Home repairs decrease gun violence in Philadelphia
Our men are dying, and we need our city to invest in home repairs and other proven solutions to violence.
Over the last two months, two of our friends have been gunned down, Black men whose lives were cut short decades too soon. El-Amin Wilkins was a 47-year-old lifelong Grays Ferry resident who was fighting relentlessly for housing justice with his neighbors and throwing down as a counselor at our youth summer camp. Big D (Edison) Frazier was a 53-year-old fearless advocate who dreamed up and planned cooking classes for young people and had big visions of a food truck business that would provide jobs to neighborhood youth.
Because they were killed, we lost not only our friends and comrades but also the chance to see their visions of a better future come to fruition.
Our new mayor, Cherelle L. Parker, has declared a public safety emergency, increasing the number of police officers, purportedly to reduce gun violence. Philly has tried that and it hasn’t worked. We don’t need more false solutions that punish poor people and don’t fix our problems, which stem from decades of disinvestment and racist policies like redlining. Instead, we need investment in proven solutions that lift our communities out of poverty and halt violence — like home repairs, robust investment in community facilities, and youth programs.
The research is incredibly clear: Home repairs decrease gun violence. One study of Philadelphia’s Basic Systems Repair Program found that when even one home on a block received repairs, there was a 21.9% decrease in homicide rates. And the more home repairs a block received, the more homicide rates fell. The data reflect what we already know: When people’s basic need for a safe, stable home is met, it decreases violence in our neighborhoods.
But that message isn’t getting through to our local government. As we talked to close to 200 Grays Ferry residents, the stories poured in. Many residents have applied for home repair programs — for plumbing, roofing, weatherization, insulation, and other renovations — but haven’t heard back, have been denied, or have had to wait many years.
Philly residents need home repairs, and we know home repairs are a key part of reducing violence, so why isn’t our city making them more accessible?
It is literally lifesaving work to keep longtime Black residents in their homes — particularly community anchors like our friends Wilkins and Frazier, who stopped violence before it popped off through their presence and one-on-one mentorship work with young folks. Our Council member, Kenyatta Johnson, is now also Council president, and he has enormous power to protect affordable housing in his district and beyond. We need him to work with community advocates to pass citywide policies that prioritize low-income housing and opt the 2nd District into the mixed-income neighborhood overlay, which would require housing developers to ensure 20% of their units are affordable.

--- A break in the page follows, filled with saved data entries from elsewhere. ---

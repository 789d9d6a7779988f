use clap::builder::FalseyValueParser;
use clap::{Parser, Subcommand};
use std::time::Duration;

#[derive(Parser, Debug)]
#[command(name = "agentflow")]
#[command(about = "Workflow Marketplace in your Terminal")]
#[command(version)]
pub struct Cli {
    /// Enable debug logging
    #[arg(
        long,
        env = "AGENTFLOW_DEBUG",
        default_value = "false",
        value_parser = FalseyValueParser::new()
    )]
    pub debug: bool,

    /// Simulated install duration in milliseconds
    #[arg(long, env = "AGENTFLOW_INSTALL_DELAY_MS", default_value = "1500")]
    pub install_delay_ms: u64,

    /// Keep previous output instead of clearing the screen between rounds
    #[arg(long, default_value = "false")]
    pub no_clear: bool,

    /// Disable colored output
    #[arg(
        long,
        env = "NO_COLOR",
        default_value = "false",
        value_parser = FalseyValueParser::new()
    )]
    pub no_color: bool,

    /// Run a single command instead of the interactive menu
    #[command(subcommand)]
    pub command: Option<Commands>,
}

#[derive(Subcommand, Debug, Clone, PartialEq)]
pub enum Commands {
    /// List workflows, optionally restricted to one category
    List {
        #[arg(long)]
        category: Option<String>,
        #[arg(long)]
        json: bool,
    },
    /// Search titles, descriptions and tags
    Search {
        query: String,
        #[arg(long)]
        json: bool,
    },
    /// Show the details of one workflow
    Show { id: String },
    /// Show catalog statistics
    Stats {
        #[arg(long)]
        json: bool,
    },
    /// Simulate installing a workflow
    Install { id: String },
}

/// Settings consumed by the menu and command runners
#[derive(Debug, Clone, PartialEq)]
pub struct AppConfig {
    pub install_delay: Duration,
    pub clear_screen: bool,
    pub color: bool,
}

impl AppConfig {
    pub fn from_cli(cli: &Cli) -> Self {
        Self {
            install_delay: Duration::from_millis(cli.install_delay_ms),
            clear_screen: !cli.no_clear,
            color: !cli.no_color,
        }
    }
}

impl Default for AppConfig {
    fn default() -> Self {
        Self {
            install_delay: workflow_catalog::installer::DEFAULT_INSTALL_DELAY,
            clear_screen: true,
            color: true,
        }
    }
}
//! Simulated workflow installation
//!
//! Nothing is written to disk: installing waits for the configured delay and
//! reports where the workflow would have been placed.

use serde::Serialize;
use std::time::Duration;

use crate::types::WorkflowRecord;

pub const DEFAULT_INSTALL_DELAY: Duration = Duration::from_millis(1500);
pub const DEFAULT_TARGET_DIR: &str = ".github/workflows/";

/// Outcome of a simulated install
#[derive(Debug, Clone, PartialEq, Serialize)]
pub struct InstallReport {
    pub id: String,
    pub title: String,
    pub target_dir: String,
    pub run_command: String,
}

/// Pretends to install workflows after a fixed delay
#[derive(Debug, Clone)]
pub struct WorkflowInstaller {
    delay: Duration,
    target_dir: String,
}

impl WorkflowInstaller {
    pub fn new(delay: Duration) -> Self {
        Self {
            delay,
            target_dir: DEFAULT_TARGET_DIR.to_string(),
        }
    }

    /// Wait out the simulated install and report the result
    pub async fn install(&self, workflow: &WorkflowRecord) -> InstallReport {
        log::info!("Installing workflow {} ({})", workflow.id, workflow.title);
        tokio::time::sleep(self.delay).await;

        InstallReport {
            id: workflow.id.clone(),
            title: workflow.title.clone(),
            target_dir: self.target_dir.clone(),
            run_command: format!("agentflow run {}", workflow.id),
        }
    }
}

impl Default for WorkflowInstaller {
    fn default() -> Self {
        Self::new(DEFAULT_INSTALL_DELAY)
    }
}
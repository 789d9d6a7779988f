use clap::Parser;
use std::io;
use std::sync::Arc;
use workflow_catalog::presentation::render_error;
use workflow_catalog::{Catalog, QueryEngine, WorkflowInstaller};

mod commands;
mod config;
mod logging;
mod menu;
mod prompt;

use config::{AppConfig, Cli};
use logging::init_logging;
use menu::Menu;
use prompt::LinePrompter;

#[tokio::main]
async fn main() {
    let cli = Cli::parse();
    init_logging(cli.debug);

    let config = AppConfig::from_cli(&cli);
    if !config.color {
        colored::control::set_override(false);
    }

    if let Err(e) = run(cli, config).await {
        log::error!("agentflow failed: {:?}", e);
        eprintln!("{}", render_error(&e.to_string()));
        std::process::exit(1);
    }
}

async fn run(cli: Cli, config: AppConfig) -> anyhow::Result<()> {
    let catalog = Arc::new(Catalog::builtin());
    if let Err(e) = catalog.validate() {
        log::warn!("Catalog integrity check failed: {}", e);
    }

    let engine = QueryEngine::new(catalog);
    let installer = WorkflowInstaller::new(config.install_delay);

    match cli.command {
        Some(command) => {
            commands::run_command(&command, &engine, &installer, &mut io::stdout()).await
        }
        None => {
            log::info!("Starting interactive menu");
            let mut menu = Menu::new(
                engine,
                installer,
                LinePrompter::stdio(),
                io::stdout(),
                config,
            );
            menu.run().await
        }
    }
}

In 2022, Frazier testified at City Council for the first time in his life, calling on our representatives to protect green space in Cobbs Creek, and inviting them to invest in his vision for a community center that would serve the neighborhood, rather than pouring tax dollars into a private golf course development. Unfortunately, our city is more focused on giving tax breaks to billionaire developers than investing in the visions of its working-class Black residents. Councilmember Johnson needs to opt the 2nd District into the “Public Land for Public Benefit” bill that prioritizes community land use.

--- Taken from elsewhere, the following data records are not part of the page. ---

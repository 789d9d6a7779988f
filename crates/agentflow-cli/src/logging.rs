use std::io::Write;

/// Initialize the logger; `RUST_LOG` wins over the debug flag.
///
/// Menu text goes to stdout, so anything below `warn` stays hidden unless
/// asked for.
pub fn init_logging(debug: bool) {
    let filter = if debug { "debug" } else { "warn" };

    env_logger::Builder::from_env(env_logger::Env::default().default_filter_or(filter))
        .format(|buf, record| {
            writeln!(
                buf,
                "[{}] {} [{}] {}",
                chrono::Local::now().format("%Y-%m-%d %H:%M:%S%.3f"),
                record.level(),
                record.target(),
                record.args()
            )
        })
        .init();
}
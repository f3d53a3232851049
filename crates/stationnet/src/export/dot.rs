//! DOT format export for Graphviz visualization.
//!
//! Renders the network as an undirected Graphviz graph. Stations and
//! connections are emitted in ascending ID order so output is stable.

use crate::{Station, StationNetwork};

/// Options for styling DOT export
#[derive(Debug, Clone)]
pub struct DotOptions {
    /// Fill color for active stations (hex color code)
    pub active_color: String,
    /// Fill color for inactive stations
    pub inactive_color: String,
    /// Fill color for stations holding more voters than their capacity
    pub over_capacity_color: String,
    /// Graph layout direction: LR, TB, RL, BT
    pub rankdir: String,
    /// Append the address to each station label
    pub show_address: bool,
}

impl Default for DotOptions {
    fn default() -> Self {
        DotOptions {
            active_color: "#90CAF9".to_string(),
            inactive_color: "#E0E0E0".to_string(),
            over_capacity_color: "#FFAB91".to_string(),
            rankdir: "LR".to_string(),
            show_address: false,
        }
    }
}

/// Export network to Graphviz DOT format
pub fn export_dot(network: &StationNetwork) -> String {
    export_dot_styled(network, &DotOptions::default())
}

/// Export network to Graphviz DOT format with custom styling
pub fn export_dot_styled(network: &StationNetwork, options: &DotOptions) -> String {
    let mut output = String::new();

    output.push_str("graph station_network {\n");
    output.push_str(&format!("    rankdir={};\n", options.rankdir));
    output.push_str("    node [style=filled, shape=box];\n\n");

    let ids = network.station_ids();

    for id in &ids {
        if let Some(station) = network.get_station(id) {
            let mut label = escape_dot_label(&station.name);
            if options.show_address && !station.address.is_empty() {
                label.push_str("\\n");
                label.push_str(&escape_dot_label(&station.address));
            }
            output.push_str(&format!(
                "    \"{}\" [label=\"{label}\", fillcolor=\"{}\"];\n",
                escape_dot_label(id),
                station_color(station, options)
            ));
        }
    }

    output.push('\n');

    // Each undirected connection is stored under both endpoints; emit it once
    for id in &ids {
        let Some(neighbors) = network.neighbors(id) else {
            continue;
        };
        for (neighbor, distance) in neighbors.iter().filter(|(n, _)| *n > id) {
            output.push_str(&format!(
                "    \"{}\" -- \"{}\" [label=\"{distance:.1} km\"];\n",
                escape_dot_label(id),
                escape_dot_label(neighbor)
            ));
        }
    }

    output.push_str("}\n");
    output
}

fn station_color<'a>(station: &Station, options: &'a DotOptions) -> &'a str {
    if station.is_over_capacity() {
        &options.over_capacity_color
    } else if station.is_active {
        &options.active_color
    } else {
        &options.inactive_color
    }
}

/// Escape special characters for DOT labels
fn escape_dot_label(s: &str) -> String {
    s.replace('\\', "\\\\")
        .replace('"', "\\\"")
        .replace('\n', "\\n")
}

Wilkins and Frazier believed in our young people and showed that through their actions. All of our elders in Grays Ferry know that we simply can’t address gun violence without investing in our youth. We need safer school buildings and better-paid teachers, we need free after-school programs and summer camps, we need job training and skills development programs for young folks, and we need to create a city where young people can see a future for themselves.
As the city prepares its budget, we want Mayor Parker and Councilmember Johnson to remember that a budget is a moral document. Will Philadelphia’s budget invest in the programs that actually keep us safe?
Community organizations like Philly Thrive simply don’t have the resources to meet the scale of the crisis. And it’s not our job to; it’s our government’s job to ensure we all have safe, affordable housing, that our kids have good schools, parks, and libraries, and that we all have support when times get tough.
Unless structural change is made, and our communities are reinvested in, the violence in our neighborhoods is not going to stop.
Shawmar Pitts and R Merriman-Goldring are staff organizers with Philly Thrive, a community organization in Grays Ferry that won the permanent closure of the South Philly oil refinery in 2020. Philly Thrive’s current campaigns contest for justice in the historic refinery site redevelopment, and fight to ensure Grays Ferry residents can stay in their homes.